I just wanted to bump my post on farmland investing once and see if anyone wanted to discuss it further. I answered the questions which were asked (page 69) but no one has followed up. Before we depart the topic if anyone has any other thoughts to share, say even why they don't think it sounds like a good investment.

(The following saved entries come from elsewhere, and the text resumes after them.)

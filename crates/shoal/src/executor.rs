//! Named-command execution: the registry over a shell.
//!
//! An [`Executor`] binds command names (git, pip, conda, docker, …) to a
//! [`Shell`]. Resolution is an explicit registry lookup, not attribute
//! interception: `resolve("docker")` hands back a [`BoundCommand`] builder,
//! and the typed accessors (`git()`, `pip()`, …) cover the defaults.
//!
//! ```no_run
//! use shoal::{Executor, OptionValue, Shell};
//!
//! # fn main() -> Result<(), shoal::ExecError> {
//! let exec = Executor::new(Shell::new());
//! let (stdout, _stderr) = exec
//!     .git()
//!     .subcommand("commit")
//!     .opt("message", OptionValue::eq("fix the flux capacitor"))
//!     .batch()?;
//! # Ok(()) }
//! ```

use std::collections::BTreeSet;
use std::path::{Path, PathBuf};
use std::process::Child;

use crate::command::CommandSpec;
use crate::error::ExecError;
use crate::shell::{ExecResult, OutputMode, RunArgs, RunOutput, Shell};
use crate::value::OptionValue;

/// Commands every executor knows out of the box.
pub const DEFAULT_COMMANDS: [&str; 4] = ["git", "pip", "conda", "docker"];

/// Executes named commands against a shell.
#[derive(Debug, Clone)]
pub struct Executor {
    shell: Shell,
    pypi: Option<String>,
    commands: BTreeSet<String>,
}

impl Executor {
    /// An executor over the given shell, with the default commands
    /// registered.
    pub fn new(shell: Shell) -> Self {
        Executor {
            shell,
            pypi: None,
            commands: DEFAULT_COMMANDS.iter().map(|name| name.to_string()).collect(),
        }
    }

    /// Set the fallback extra index URL for [`Executor::pip_install`].
    pub fn with_pypi(mut self, index_url: impl Into<String>) -> Self {
        self.pypi = Some(index_url.into());
        self
    }

    /// Register another command name (`_` normalized to `-`).
    ///
    /// The known-command set is the executor's only mutable state; wrap the
    /// executor in a lock if it is shared across threads.
    pub fn add_command(&mut self, name: impl Into<String>) {
        self.commands.insert(name.into().replace('_', "-"));
    }

    /// The registered command names.
    pub fn commands(&self) -> impl Iterator<Item = &str> {
        self.commands.iter().map(String::as_str)
    }

    /// Look up a command name and bind it to this executor's shell.
    ///
    /// The name is normalized (`_`→`-`) before lookup. Unknown names are
    /// [`ExecError::UnknownCommand`].
    pub fn resolve(&self, name: &str) -> Result<BoundCommand<'_>, ExecError> {
        let name = name.replace('_', "-");
        if !self.commands.contains(&name) {
            return Err(ExecError::UnknownCommand(name));
        }
        Ok(self.bind(name))
    }

    pub fn git(&self) -> BoundCommand<'_> {
        self.bind("git")
    }

    pub fn pip(&self) -> BoundCommand<'_> {
        self.bind("pip")
    }

    pub fn conda(&self) -> BoundCommand<'_> {
        self.bind("conda")
    }

    pub fn docker(&self) -> BoundCommand<'_> {
        self.bind("docker")
    }

    fn bind(&self, name: impl Into<String>) -> BoundCommand<'_> {
        BoundCommand {
            shell: &self.shell,
            name: name.into(),
            spec: CommandSpec::new(),
        }
    }

    /// Prepare a raw, pre-flattened argument vector (binary name first)
    /// for execution under this executor's shell.
    pub fn command<I, S>(&self, argv: I) -> PreparedCommand<'_>
    where
        I: IntoIterator<Item = S>,
        S: Into<String>,
    {
        PreparedCommand {
            shell: &self.shell,
            argv: argv.into_iter().map(Into::into).collect(),
            run_args: RunArgs::default(),
        }
    }

    /// A new executor with the shell's environment patched.
    pub fn patch_env<I, K, V>(&self, patch: I) -> Executor
    where
        I: IntoIterator<Item = (K, Option<V>)>,
        K: Into<String>,
        V: Into<String>,
    {
        Executor {
            shell: self.shell.with_env(patch),
            ..self.clone()
        }
    }

    /// A new executor with the working directory changed (shell `cd`
    /// composition).
    pub fn chdir(&self, path: impl AsRef<Path>) -> Executor {
        Executor {
            shell: self.shell.chdir(path),
            ..self.clone()
        }
    }

    /// A new executor pointed into a Python virtual environment.
    pub fn in_virtual_env(&self, env_path: impl AsRef<Path>) -> Executor {
        Executor {
            shell: self.shell.in_virtual_env(env_path),
            ..self.clone()
        }
    }

    /// `pip install` the given packages in batch mode.
    ///
    /// `index_url` (or the executor-level pypi default) becomes
    /// `--extra-index-url`.
    pub fn pip_install<I, S>(
        &self,
        packages: I,
        index_url: Option<&str>,
    ) -> Result<(String, String), ExecError>
    where
        I: IntoIterator<Item = S>,
        S: Into<String>,
    {
        let mut cmd = self.pip().subcommand("install").args(packages);
        if let Some(url) = index_url.or(self.pypi.as_deref()) {
            cmd = cmd.opt("extra_index_url", url);
        }
        cmd.batch()
    }

    /// `conda install` the given packages in batch mode, quietly, from the
    /// given channels.
    pub fn conda_install<I, S>(
        &self,
        packages: I,
        channels: &[&str],
    ) -> Result<(String, String), ExecError>
    where
        I: IntoIterator<Item = S>,
        S: Into<String>,
    {
        self.conda()
            .subcommand("install")
            .opt("quiet", OptionValue::Flag)
            .opt("yes", OptionValue::Flag)
            .opt("show_channel_urls", OptionValue::Flag)
            .opt("channel", channels.to_vec())
            .args(packages)
            .batch()
    }
}

/// A [`CommandSpec`] bound to a binary name and a shell.
///
/// Forwards the spec builders, then runs with one of the output-mode
/// accessors: `batch` captures, `interactive` inherits, `redirect` logs to
/// files, `popen` hands back the raw child.
#[derive(Debug, Clone)]
pub struct BoundCommand<'a> {
    shell: &'a Shell,
    name: String,
    spec: CommandSpec,
}

impl<'a> BoundCommand<'a> {
    pub fn subcommand(mut self, segment: impl Into<String>) -> Self {
        self.spec = self.spec.subcommand(segment);
        self
    }

    pub fn arg(mut self, arg: impl Into<String>) -> Self {
        self.spec = self.spec.arg(arg);
        self
    }

    pub fn args<I, S>(mut self, args: I) -> Self
    where
        I: IntoIterator<Item = S>,
        S: Into<String>,
    {
        self.spec = self.spec.args(args);
        self
    }

    pub fn opt(mut self, name: impl Into<String>, value: impl Into<OptionValue>) -> Self {
        self.spec = self.spec.opt(name, value);
        self
    }

    pub fn text(mut self, text: bool) -> Self {
        self.spec = self.spec.text(text);
        self
    }

    pub fn check(mut self, check: bool) -> Self {
        self.spec = self.spec.check(check);
        self
    }

    pub fn spec(&self) -> &CommandSpec {
        &self.spec
    }

    /// Flatten into the prepared form: binary name plus the spec's argv.
    pub fn prepare(&self) -> Result<PreparedCommand<'a>, ExecError> {
        let mut argv = vec![self.name.clone()];
        argv.extend(self.spec.to_argv()?);
        Ok(PreparedCommand {
            shell: self.shell,
            argv,
            run_args: self.spec.run_args().clone(),
        })
    }

    /// Run with captured output; returns the `(stdout, stderr)` text pair.
    pub fn batch(&self) -> Result<(String, String), ExecError> {
        self.prepare()?.batch()
    }

    /// Run with the caller's own streams.
    pub fn interactive(&self) -> Result<ExecResult, ExecError> {
        self.prepare()?.interactive()
    }

    /// Run with output logged to files; returns the `(stdout, stderr)`
    /// paths.
    pub fn redirect(&self) -> Result<(PathBuf, PathBuf), ExecError> {
        self.prepare()?.redirect()
    }

    /// Run with explicit run options.
    pub fn run(&self, run_args: &RunArgs) -> Result<ExecResult, ExecError> {
        self.prepare()?.run(run_args)
    }

    /// Spawn and hand back the raw child handle without waiting.
    pub fn popen(&self) -> Result<Child, ExecError> {
        self.prepare()?.popen()
    }
}

/// A flattened argument vector ready to run under a shell.
#[derive(Debug, Clone)]
pub struct PreparedCommand<'a> {
    shell: &'a Shell,
    argv: Vec<String>,
    run_args: RunArgs,
}

impl PreparedCommand<'_> {
    pub fn argv(&self) -> &[String] {
        &self.argv
    }

    pub fn batch(&self) -> Result<(String, String), ExecError> {
        let run_args = RunArgs {
            output: OutputMode::Capture,
            ..self.run_args.clone()
        };
        let result = self.shell.run_command(&self.argv, &run_args)?;
        result.captured_text().ok_or_else(|| missing_output(&run_args))
    }

    pub fn interactive(&self) -> Result<ExecResult, ExecError> {
        let run_args = RunArgs {
            output: OutputMode::Inherit,
            ..self.run_args.clone()
        };
        self.shell.run_command(&self.argv, &run_args)
    }

    pub fn redirect(&self) -> Result<(PathBuf, PathBuf), ExecError> {
        let run_args = RunArgs {
            output: OutputMode::LogToFile,
            ..self.run_args.clone()
        };
        let result = self.shell.run_command(&self.argv, &run_args)?;
        match result.output {
            RunOutput::Files { stdout, stderr } => Ok((stdout, stderr)),
            _ => Err(missing_output(&run_args)),
        }
    }

    pub fn run(&self, run_args: &RunArgs) -> Result<ExecResult, ExecError> {
        self.shell.run_command(&self.argv, run_args)
    }

    pub fn popen(&self) -> Result<Child, ExecError> {
        self.shell.popen(&self.argv)
    }
}

/// A run came back without the output shape its mode guarantees.
fn missing_output(run_args: &RunArgs) -> ExecError {
    ExecError::Internal(format!("no output for mode {:?}", run_args.output))
}
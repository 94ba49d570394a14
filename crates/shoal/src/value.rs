//! Option values and their argument encoding.
//!
//! An [`OptionValue`] is the typed payload bound to a named command-line
//! option. Encoding is a closed match over the variants: every value has
//! exactly one defined token sequence, so `encode` is total. Adding a new
//! shape of option means adding a variant here, not registering a handler.

use serde::{Deserialize, Serialize};

/// A typed option payload.
///
/// Each variant maps to one encoding rule:
///
/// - `Flag`: the bare option name (`--quiet`)
/// - `Eq`: forced `--name=value` form, for tools that reject the
///   two-token spelling (`git show --format=%H`)
/// - `Str` / `Int`: `--name value`
/// - `List`: the option repeated once per element
/// - `Map`: the option repeated once per entry as `--name KEY=VALUE`
#[derive(Debug, Clone, PartialEq, Eq, Serialize, Deserialize)]
pub enum OptionValue {
    /// A naked option with no value.
    Flag,
    /// A value that must be attached with `=`.
    Eq(String),
    /// A plain string value.
    Str(String),
    /// An integer value, rendered in decimal.
    Int(i64),
    /// The option repeated for each element, encoded per the element's
    /// own variant.
    List(Vec<OptionValue>),
    /// The option repeated for each `KEY=VALUE` entry, in insertion order.
    Map(Vec<(String, String)>),
}

impl OptionValue {
    /// Shorthand for the forced `--name=value` form.
    pub fn eq(content: impl Into<String>) -> Self {
        OptionValue::Eq(content.into())
    }
}

impl From<&str> for OptionValue {
    fn from(s: &str) -> Self {
        OptionValue::Str(s.to_string())
    }
}

impl From<String> for OptionValue {
    fn from(s: String) -> Self {
        OptionValue::Str(s)
    }
}

impl From<i64> for OptionValue {
    fn from(i: i64) -> Self {
        OptionValue::Int(i)
    }
}

impl From<i32> for OptionValue {
    fn from(i: i32) -> Self {
        OptionValue::Int(i64::from(i))
    }
}

impl<T: Into<OptionValue>> From<Vec<T>> for OptionValue {
    fn from(items: Vec<T>) -> Self {
        OptionValue::List(items.into_iter().map(Into::into).collect())
    }
}

impl From<&[(&str, &str)]> for OptionValue {
    fn from(pairs: &[(&str, &str)]) -> Self {
        OptionValue::Map(
            pairs
                .iter()
                .map(|(k, v)| (k.to_string(), v.to_string()))
                .collect(),
        )
    }
}

/// Append the token sequence for one option to `out`.
///
/// `name` must already be in its final spelling (`--` prefix, hyphens);
/// normalization is the caller's job, applied once per option entry.
pub fn encode(name: &str, value: &OptionValue, out: &mut Vec<String>) {
    match value {
        OptionValue::Flag => out.push(name.to_string()),
        OptionValue::Eq(content) => out.push(format!("{name}={content}")),
        OptionValue::Str(s) => {
            out.push(name.to_string());
            out.push(s.clone());
        }
        OptionValue::Int(i) => {
            out.push(name.to_string());
            out.push(i.to_string());
        }
        OptionValue::List(items) => {
            for item in items {
                encode(name, item, out);
            }
        }
        OptionValue::Map(pairs) => {
            for (k, v) in pairs {
                out.push(name.to_string());
                out.push(format!("{k}={v}"));
            }
        }
    }
}
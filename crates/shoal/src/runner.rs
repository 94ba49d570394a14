//! The process-spawning boundary.
//!
//! [`ProcessRunner`] is the minimal capability the shell needs from the
//! outside world: spawn an argument vector, block until it exits, report the
//! raw outcome. Consumers implement it to substitute a fake for tests or to
//! route execution somewhere else entirely; [`SystemRunner`] is the default
//! over `std::process::Command`.
//!
//! Exit-code policy (raise vs. report) is not the runner's concern: a
//! runner errors only when the process could not be launched.

use std::collections::BTreeMap;
use std::fs::File;
use std::io::{self, Read};
use std::path::PathBuf;
use std::process::{Command, Stdio};

/// Disposition of one output stream for a single run.
#[derive(Debug)]
pub enum StdioSpec {
    /// Inherit the parent's stream.
    Inherit,
    /// Buffer the stream in memory.
    Capture,
    /// Redirect the stream into an already-open file. The handle is moved
    /// into the child, so it is closed when the run completes.
    File(File),
}

impl StdioSpec {
    /// The disposition without its payload, for recording and logging.
    pub fn kind(&self) -> StdioKind {
        match self {
            StdioSpec::Inherit => StdioKind::Inherit,
            StdioSpec::Capture => StdioKind::Capture,
            StdioSpec::File(_) => StdioKind::File,
        }
    }
}

/// Payload-free view of a [`StdioSpec`].
#[derive(Debug, Clone, Copy, PartialEq, Eq)]
pub enum StdioKind {
    Inherit,
    Capture,
    File,
}

/// Everything a runner needs to start one process.
#[derive(Debug)]
pub struct SpawnRequest {
    /// Full argument vector, binary name first.
    pub argv: Vec<String>,
    /// Working directory for the child.
    pub cwd: PathBuf,
    /// The child's entire environment, not a patch over the parent's.
    pub env: BTreeMap<String, String>,
    pub stdout: StdioSpec,
    pub stderr: StdioSpec,
}

/// Raw result of one finished process.
#[derive(Debug, Clone, Default, PartialEq, Eq)]
pub struct RawOutcome {
    /// Exit code; -1 when the child was terminated by a signal.
    pub code: i32,
    /// Captured stdout bytes (empty unless stdout was `Capture`).
    pub stdout: Vec<u8>,
    /// Captured stderr bytes (empty unless stderr was `Capture`).
    pub stderr: Vec<u8>,
}

impl RawOutcome {
    /// A zero-exit outcome with the given stdout.
    pub fn ok(stdout: impl Into<Vec<u8>>) -> Self {
        RawOutcome {
            code: 0,
            stdout: stdout.into(),
            stderr: Vec::new(),
        }
    }

    /// An outcome that exited with `code` and produced no output.
    pub fn exit(code: i32) -> Self {
        RawOutcome {
            code,
            ..RawOutcome::default()
        }
    }
}

/// Spawns a process and blocks until it exits.
pub trait ProcessRunner: Send + Sync {
    /// Run the request to completion.
    ///
    /// Errors only on launch failure (binary not found, permission denied).
    /// A non-zero exit is a normal [`RawOutcome`].
    fn run(&self, req: SpawnRequest) -> io::Result<RawOutcome>;
}

/// The default runner, backed by `std::process::Command`.
#[derive(Debug, Clone, Copy, Default)]
pub struct SystemRunner;

impl ProcessRunner for SystemRunner {
    fn run(&self, req: SpawnRequest) -> io::Result<RawOutcome> {
        let Some((program, rest)) = req.argv.split_first() else {
            return Err(io::Error::new(io::ErrorKind::InvalidInput, "empty argv"));
        };

        let mut cmd = Command::new(program);
        cmd.args(rest).current_dir(&req.cwd);
        cmd.env_clear().envs(&req.env);

        // Both streams captured: Command::output reads them concurrently,
        // which the sequential fallback below cannot do without deadlocking
        // on large interleaved output.
        if matches!((&req.stdout, &req.stderr), (StdioSpec::Capture, StdioSpec::Capture)) {
            let output = cmd.output()?;
            return Ok(RawOutcome {
                code: output.status.code().unwrap_or(-1),
                stdout: output.stdout,
                stderr: output.stderr,
            });
        }

        cmd.stdout(stdio_for(req.stdout));
        cmd.stderr(stdio_for(req.stderr));

        let mut child = cmd.spawn()?;

        // At most one stream is piped here, so reading it to EOF before
        // waiting cannot deadlock against the other.
        let mut stdout = Vec::new();
        if let Some(mut pipe) = child.stdout.take() {
            pipe.read_to_end(&mut stdout)?;
        }
        let mut stderr = Vec::new();
        if let Some(mut pipe) = child.stderr.take() {
            pipe.read_to_end(&mut stderr)?;
        }

        let status = child.wait()?;
        Ok(RawOutcome {
            code: status.code().unwrap_or(-1),
            stdout,
            stderr,
        })
    }
}

fn stdio_for(spec: StdioSpec) -> Stdio {
    match spec {
        StdioSpec::Inherit => Stdio::inherit(),
        StdioSpec::Capture => Stdio::piped(),
        StdioSpec::File(file) => Stdio::from(file),
    }
}
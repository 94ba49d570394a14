//! End-to-end scenarios over a scripted runner.
//!
//! These exercise the full chain (executor, spec building, encoding,
//! output routing, exit-code policy) while asserting on the exact spawn
//! requests the runner receives. No real processes are spawned.

use std::io;
use std::sync::Arc;

use shoal::{
    ExecError, Executor, OptionValue, OutputMode, RawOutcome, RunArgs, Shell, StdioKind,
};
use shoal_testutil::ScriptedRunner;

fn scripted() -> (Arc<ScriptedRunner>, Executor) {
    let runner = ScriptedRunner::new();
    let shell = Shell::new().with_runner(runner.clone());
    (runner, Executor::new(shell))
}

#[test]
fn git_commit_reaches_the_runner_with_the_full_argv() {
    let (runner, exec) = scripted();

    exec.git()
        .subcommand("commit")
        .opt("message", OptionValue::eq("msg"))
        .batch()
        .unwrap();

    assert_eq!(runner.only_call().argv, ["git", "commit", "--message=msg"]);
}

#[test]
fn batch_requests_capture_on_both_streams() {
    let (runner, exec) = scripted();
    runner.push(RawOutcome::ok("out\n"));

    let (stdout, stderr) = exec.git().subcommand("status").batch().unwrap();
    assert_eq!(stdout, "out\n");
    assert_eq!(stderr, "");

    let call = runner.only_call();
    assert_eq!(call.stdout, StdioKind::Capture);
    assert_eq!(call.stderr, StdioKind::Capture);
}

#[test]
fn interactive_inherits_both_streams() {
    let (runner, exec) = scripted();

    let result = exec.git().subcommand("status").interactive().unwrap();
    assert!(result.ok());
    assert!(result.captured_text().is_none());

    let call = runner.only_call();
    assert_eq!(call.stdout, StdioKind::Inherit);
    assert_eq!(call.stderr, StdioKind::Inherit);
}

#[test]
fn pip_install_appends_the_extra_index() {
    let (runner, exec) = scripted();

    exec.pip_install(["attrs"], Some("https://x")).unwrap();

    let argv = runner.only_call().argv;
    assert_eq!(argv[0], "pip");
    assert!(argv.ends_with(&[
        "install".to_string(),
        "attrs".to_string(),
        "--extra-index-url".to_string(),
        "https://x".to_string(),
    ]));
}

#[test]
fn pip_install_falls_back_to_the_executor_pypi() {
    let (runner, exec) = scripted();
    let exec = exec.with_pypi("https://default");

    exec.pip_install(["attrs"], None).unwrap();

    let argv = runner.only_call().argv;
    assert!(argv.ends_with(&[
        "--extra-index-url".to_string(),
        "https://default".to_string(),
    ]));
}

#[test]
fn pip_install_without_any_index_adds_no_option() {
    let (runner, exec) = scripted();

    exec.pip_install(["attrs"], None).unwrap();

    assert_eq!(runner.only_call().argv, ["pip", "install", "attrs"]);
}

#[test]
fn conda_install_expands_flags_and_channels() {
    let (runner, exec) = scripted();

    exec.conda_install(["numpy"], &["conda-forge", "bioconda"]).unwrap();

    assert_eq!(
        runner.only_call().argv,
        [
            "conda",
            "install",
            "numpy",
            "--quiet",
            "--yes",
            "--show-channel-urls",
            "--channel",
            "conda-forge",
            "--channel",
            "bioconda",
        ]
    );
}

#[test]
fn conda_install_with_no_channels_omits_the_option() {
    let (runner, exec) = scripted();

    exec.conda_install(["numpy"], &[]).unwrap();

    assert_eq!(
        runner.only_call().argv,
        ["conda", "install", "numpy", "--quiet", "--yes", "--show-channel-urls"]
    );
}

#[test]
fn patched_env_and_cwd_reach_the_runner() {
    let (runner, exec) = scripted();
    let exec = exec.patch_env([("API_KEY", Some("sekrit"))]).chdir("/elsewhere");

    exec.git().subcommand("status").batch().unwrap();

    let call = runner.only_call();
    assert_eq!(call.env.get("API_KEY").map(String::as_str), Some("sekrit"));
    assert_eq!(call.cwd, std::path::PathBuf::from("/elsewhere"));
}

#[test]
fn virtual_env_executor_rewrites_path() {
    let (runner, exec) = scripted();
    let exec = exec
        .patch_env([("PATH", Some("/usr/bin")), ("PYTHONHOME", Some("/opt/py"))])
        .in_virtual_env("/venvs/app");

    exec.pip_install(["attrs"], None).unwrap();

    let env = runner.only_call().env;
    assert_eq!(env.get("PATH").map(String::as_str), Some("/venvs/app/bin:/usr/bin"));
    assert_eq!(env.get("VIRTUAL_ENV").map(String::as_str), Some("/venvs/app"));
    assert!(!env.contains_key("PYTHONHOME"));
}

#[test]
fn nonzero_exit_with_check_carries_the_argv() {
    let (runner, exec) = scripted();
    runner.push(RawOutcome {
        code: 1,
        stdout: b"partial".to_vec(),
        stderr: b"boom".to_vec(),
    });

    let err = exec.git().subcommand("push").batch().unwrap_err();
    match err {
        ExecError::CommandFailed(failure) => {
            assert_eq!(failure.argv, ["git", "push"]);
            assert_eq!(failure.code, 1);
            assert_eq!(failure.stdout_text(), "partial");
            assert_eq!(failure.stderr_text(), "boom");
        }
        other => panic!("expected CommandFailed, got {other:?}"),
    }
}

#[test]
fn nonzero_exit_without_check_is_a_result() {
    let (runner, exec) = scripted();
    runner.push(RawOutcome::exit(1));

    let run_args = RunArgs {
        check: false,
        output: OutputMode::Capture,
        ..RunArgs::default()
    };
    let result = exec.git().subcommand("push").run(&run_args).unwrap();
    assert_eq!(result.code, 1);
    assert!(!result.ok());
}

#[test]
fn spawn_failure_is_distinct_from_command_failure() {
    let (runner, exec) = scripted();
    runner.push_spawn_error(io::Error::new(io::ErrorKind::NotFound, "no git"));

    let err = exec.git().subcommand("status").batch().unwrap_err();
    match err {
        ExecError::Spawn { command, source } => {
            assert_eq!(command, "git");
            assert_eq!(source.kind(), io::ErrorKind::NotFound);
        }
        other => panic!("expected Spawn, got {other:?}"),
    }
}

#[test]
fn resolve_runs_registered_commands() {
    let (runner, exec) = scripted();
    let mut exec = exec;
    exec.add_command("kubectl");

    exec.resolve("kubectl")
        .unwrap()
        .subcommand("get")
        .arg("pods")
        .batch()
        .unwrap();

    assert_eq!(runner.only_call().argv, ["kubectl", "get", "pods"]);
}

#[test]
fn byte_capture_skips_text_decoding() {
    let (runner, exec) = scripted();
    runner.push(RawOutcome {
        code: 0,
        stdout: vec![0xde, 0xad],
        stderr: Vec::new(),
    });

    let run_args = RunArgs {
        text: false,
        output: OutputMode::Capture,
        ..RunArgs::default()
    };
    let result = exec.command(["dump"]).run(&run_args).unwrap();
    match result.output {
        shoal::RunOutput::Bytes { stdout, .. } => assert_eq!(stdout, vec![0xde, 0xad]),
        other => panic!("expected Bytes, got {other:?}"),
    }
}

I'm happy to answer any further questions...

Guys - what's your thoughts on investing in Australian farm land?

I've been running the numbers and chatting to my farmer friends and it doesn't seem all that bad

For example-

Good, flat arable land suitable for cropping and grazing in fairly reliable rainfall area for $2000 per acre.
Can lease easily for $60 per acre per year
Rates approx $8 per acre per year

Renter pays insurance.

Could buy a couple a hundred acres of flat productive land, without a house, so easy to manage and little in the way of other costs besides maintaining the boundary fences.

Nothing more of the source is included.